**Exercise inputs:**
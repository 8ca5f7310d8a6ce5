//! Benchmark configuration entries derived from the key providers.

use crate::catalog::types::{ProviderConfig, ProviderMap};

/// Provider id → (benchmark provider name, default model).
pub const PROVIDER_MAPPING: [(&str, (&str, &str)); 11] = [
    ("openai", ("OPENAI", "gpt-5.1")),
    ("anthropic", ("ANTHROPIC", "claude-sonnet-4")),
    ("google", ("GOOGLE", "gemini-2.5-pro")),
    ("deepseek", ("DEEPSEEK", "deepseek-chat")),
    ("groq", ("GROQ", "llama2-70b-4096")),
    ("meta", ("META", "llama-4-scout")),
    ("xai", ("XAI", "grok-4")),
    ("moonshotai", ("MOONSHOT", "kimi-k2-thinking")),
    ("qwen", ("QWEN", "qwen3-235b-a22b-instruct")),
    ("ollama", ("OLLAMA", "llama2")),
    ("lm-studio", ("LM_STUDIO", "llama-2-7b-chat")),
];

/// Look up the benchmark name and default model for an exact provider id.
pub fn provider_mapping(provider_id: &str) -> Option<(&'static str, &'static str)> {
    PROVIDER_MAPPING
        .iter()
        .find(|(id, _)| *id == provider_id)
        .map(|(_, mapping)| *mapping)
}

/// Generate one config per provider that has a static mapping.
///
/// Order follows `providers`. Providers without a mapping (e.g. ids that only
/// matched the key filter by substring) are skipped.
pub fn generate_provider_configs(providers: &ProviderMap) -> Vec<ProviderConfig> {
    let mut configs = Vec::new();

    for (provider_id, provider) in providers {
        let Some((mafia_provider, default_model)) = provider_mapping(provider_id) else {
            continue;
        };
        let Some(best_model) = provider.best_model() else {
            log::warn!("Provider '{}' has no models, skipping config", provider_id);
            continue;
        };

        configs.push(ProviderConfig {
            mafia_provider: mafia_provider.to_string(),
            original_id: provider_id.clone(),
            name: provider.name.clone(),
            api: provider.api.clone(),
            default_model: default_model.to_string(),
            best_model: best_model.name.clone(),
            best_model_context: best_model.context_limit,
            total_models: provider.model_count,
        });
    }

    configs
}
//! Integration tests for a full report run.

#[cfg(test)]
mod tests {
    use openrouter_catalog::{ReportSettings, RunOutcome, catalog::read_report, run};
    use std::path::Path;
    use tempfile::TempDir;

    const CATALOG: &str = r#"{
        "acme": {
            "name": "Acme",
            "models": {
                "m1": { "limit": { "context": 4096 } },
                "m2": { "limit": { "context": 8192 } }
            }
        },
        "openai": {
            "name": "OpenAI",
            "api": "https://api.openai.com",
            "models": {
                "gpt-x": {
                    "name": "GPT X",
                    "limit": { "context": 200000 },
                    "cost": { "input": 1.5, "output": 6.0 }
                }
            }
        },
        "azure-openai": {
            "name": "Azure OpenAI",
            "models": { "gpt-x": { "limit": { "context": 128000 } } }
        },
        "broken": "not a provider"
    }"#;

    fn settings(dir: &Path) -> ReportSettings {
        ReportSettings::builder()
            .input_path(dir.join("openrouter_models.json"))
            .output_path(dir.join("openrouter_models_report.json"))
            .build()
            .unwrap()
    }

    fn run_to_string(settings: &ReportSettings) -> (RunOutcome, String) {
        let mut buf = Vec::new();
        let outcome = run(settings, &mut buf).unwrap();
        (outcome, String::from_utf8(buf).unwrap())
    }

    #[test]
    fn test_full_run_writes_report() {
        let temp_dir = TempDir::new().unwrap();
        let settings = settings(temp_dir.path());
        std::fs::write(&settings.input_path, CATALOG).unwrap();

        let (outcome, text) = run_to_string(&settings);
        assert_eq!(
            outcome,
            RunOutcome::Completed {
                report_path: settings.output_path.clone(),
                total_providers: 3,
                key_providers: 2,
                configs: 1,
            }
        );

        assert!(text.starts_with("Parsing OpenRouter models JSON...\n"));
        assert!(text.contains("Total Providers: 3"));
        assert!(text.contains("KEY PROVIDERS FOR MAFIA AI BENCHMARK"));
        assert!(text.contains("  Mafia Provider: OPENAI\n"));
        assert!(text.contains("  Best Model: GPT X (200000 context)\n"));
        assert!(text.ends_with(&format!(
            "\nDetailed report saved to: {}\n",
            settings.output_path.display()
        )));

        let report = read_report(&settings.output_path).unwrap();
        assert_eq!(report.summary.total_providers, 3);
        assert_eq!(report.summary.key_providers, 2);
        assert!(report.providers.contains_key("openai"));
        assert!(report.providers.contains_key("azure-openai"));
        assert!(!report.providers.contains_key("acme"));

        assert_eq!(report.configs.len(), 1);
        assert_eq!(report.configs[0].mafia_provider, "OPENAI");
        assert_eq!(report.configs[0].best_model_context, 200000);
    }

    #[test]
    fn test_acme_only_catalog_has_no_key_providers() {
        let temp_dir = TempDir::new().unwrap();
        let settings = settings(temp_dir.path());
        std::fs::write(
            &settings.input_path,
            r#"{"acme": {"name": "Acme", "models": {"m1": {"limit": {"context": 4096}}, "m2": {"limit": {"context": 8192}}}}}"#,
        )
        .unwrap();

        let (_, text) = run_to_string(&settings);
        assert!(text.contains("\nAcme (acme)\n"));
        assert!(text.contains("  Models: 2\n"));

        let report = read_report(&settings.output_path).unwrap();
        assert_eq!(report.summary.total_providers, 1);
        assert_eq!(report.summary.key_providers, 0);
        assert!(report.providers.is_empty());
        assert!(report.configs.is_empty());
    }

    #[test]
    fn test_missing_input_stops_quietly() {
        let temp_dir = TempDir::new().unwrap();
        let settings = settings(temp_dir.path());

        let (outcome, text) = run_to_string(&settings);
        assert_eq!(outcome, RunOutcome::InputMissing(settings.input_path.clone()));
        assert_eq!(
            text,
            format!("Error: File not found: {}\n", settings.input_path.display())
        );
        assert!(!settings.output_path.exists());
    }

    #[test]
    fn test_invalid_json_is_an_error() {
        let temp_dir = TempDir::new().unwrap();
        let settings = settings(temp_dir.path());
        std::fs::write(&settings.input_path, "{ not json").unwrap();

        let mut buf = Vec::new();
        let result = run(&settings, &mut buf);
        assert!(matches!(result, Err(openrouter_catalog::Error::Json(_))));
        assert!(!settings.output_path.exists());
    }

    #[test]
    fn test_unwritable_destination_is_an_error() {
        let temp_dir = TempDir::new().unwrap();
        let settings = ReportSettings::builder()
            .input_path(temp_dir.path().join("in.json"))
            .output_path(temp_dir.path().join("no-such-dir").join("out.json"))
            .build()
            .unwrap();
        std::fs::write(&settings.input_path, CATALOG).unwrap();

        let mut buf = Vec::new();
        let result = run(&settings, &mut buf);
        assert!(matches!(result, Err(openrouter_catalog::Error::Io(_))));
    }
}
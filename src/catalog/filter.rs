//! Selection of the providers the Mafia AI benchmark cares about.

use crate::catalog::types::ProviderMap;

/// Provider id tokens relevant to the benchmark.
pub const KEY_PROVIDER_IDS: [&str; 11] = [
    "openai",
    "anthropic",
    "google",
    "deepseek",
    "groq",
    "meta",
    "xai",
    "moonshotai",
    "qwen",
    "ollama",
    "lm-studio",
];

/// Whether `provider_id` equals or case-insensitively contains a key token.
pub fn is_key_provider(provider_id: &str) -> bool {
    let lower = provider_id.to_lowercase();
    KEY_PROVIDER_IDS
        .iter()
        .any(|token| provider_id == *token || lower.contains(token))
}

/// Extract the key providers from the full provider map.
///
/// Each token is checked twice: once as an exact id and once as a substring of
/// every lowercased id. A provider hit by several tokens is kept once, at the
/// position of its first hit.
pub fn extract_key_providers(providers: &ProviderMap) -> ProviderMap {
    let mut key_providers = ProviderMap::new();

    for token in KEY_PROVIDER_IDS {
        if let Some(provider) = providers.get(token) {
            key_providers.insert(token.to_string(), provider.clone());
        }

        for (full_id, provider) in providers {
            if full_id.to_lowercase().contains(token) {
                key_providers.insert(full_id.clone(), provider.clone());
            }
        }
    }

    log::info!(
        "Selected {} key providers out of {}",
        key_providers.len(),
        providers.len()
    );

    key_providers
}
use openrouter_catalog::{ReportSettings, Result, run};

fn main() -> Result<()> {
    env_logger::Builder::from_env(env_logger::Env::default().default_filter_or("warn")).init();

    let settings = ReportSettings::default();
    let stdout = std::io::stdout();
    let mut out = stdout.lock();

    run(&settings, &mut out)?;
    Ok(())
}
//! Paths and limits used by a report run.

use std::path::PathBuf;

use derive_builder::Builder;

use crate::error::Error;

/// Location of the catalog exported from models.dev.
pub const DEFAULT_INPUT_PATH: &str = "/config/workspace/mafia/openrouter_models.json";

/// Location the derived report is written to.
pub const DEFAULT_OUTPUT_PATH: &str = "/config/workspace/mafia/openrouter_models_report.json";

/// Settings for one run of the pipeline.
///
/// The binary always uses [`ReportSettings::default`]; the builder exists so
/// callers (and tests) can redirect the two files.
#[derive(Debug, Clone, PartialEq, Eq, Builder)]
#[builder(pattern = "owned", setter(into), build_fn(error = "Error"))]
pub struct ReportSettings {
    /// Catalog JSON to read.
    #[builder(default = "PathBuf::from(DEFAULT_INPUT_PATH)")]
    pub input_path: PathBuf,

    /// Report JSON to write. Overwritten if present.
    #[builder(default = "PathBuf::from(DEFAULT_OUTPUT_PATH)")]
    pub output_path: PathBuf,

    /// Number of models listed per provider in the summary.
    #[builder(default = "5")]
    pub top_models: usize,
}

impl ReportSettings {
    /// Create a builder for configuring the settings.
    pub fn builder() -> ReportSettingsBuilder {
        ReportSettingsBuilder::default()
    }
}

impl Default for ReportSettings {
    fn default() -> Self {
        Self {
            input_path: PathBuf::from(DEFAULT_INPUT_PATH),
            output_path: PathBuf::from(DEFAULT_OUTPUT_PATH),
            top_models: 5,
        }
    }
}

#[cfg(test)]
mod tests {
    use super::*;

    #[test]
    fn test_builder_defaults_match_default() {
        let settings = ReportSettings::builder().build().unwrap();
        assert_eq!(settings, ReportSettings::default());
        assert_eq!(settings.top_models, 5);
    }

    #[test]
    fn test_builder_overrides_paths() {
        let settings = ReportSettings::builder()
            .input_path("in.json")
            .output_path("out.json")
            .build()
            .unwrap();

        assert_eq!(settings.input_path, PathBuf::from("in.json"));
        assert_eq!(settings.output_path, PathBuf::from("out.json"));
    }
}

**Work to complete:** Restate the entries above word for word, beginning with their first line and ending with the line holding "substring) are skipped."; omit everything else.

**Output for this exercise:**
repository 8ca5f7310d8a6ce5
//! Benchmark configuration entries derived from the key providers.

use crate::catalog::types::{ProviderConfig, ProviderMap};

/// Provider id → (benchmark provider name, default model).
pub const PROVIDER_MAPPING: [(&str, (&str, &str)); 11] = [
    ("openai", ("OPENAI", "gpt-5.1")),
    ("anthropic", ("ANTHROPIC", "claude-sonnet-4")),
    ("google", ("GOOGLE", "gemini-2.5-pro")),
    ("deepseek", ("DEEPSEEK", "deepseek-chat")),
    ("groq", ("GROQ", "llama2-70b-4096")),
    ("meta", ("META", "llama-4-scout")),
    ("xai", ("XAI", "grok-4")),
    ("moonshotai", ("MOONSHOT", "kimi-k2-thinking")),
    ("qwen", ("QWEN", "qwen3-235b-a22b-instruct")),
    ("ollama", ("OLLAMA", "llama2")),
    ("lm-studio", ("LM_STUDIO", "llama-2-7b-chat")),
];

/// Look up the benchmark name and default model for an exact provider id.
pub fn provider_mapping(provider_id: &str) -> Option<(&'static str, &'static str)> {
    PROVIDER_MAPPING
        .iter()
        .find(|(id, _)| *id == provider_id)
        .map(|(_, mapping)| *mapping)
}

/// Generate one config per provider that has a static mapping.
///
/// Order follows `providers`. Providers without a mapping (e.g. ids that only
/// matched the key filter by substring) are skipped.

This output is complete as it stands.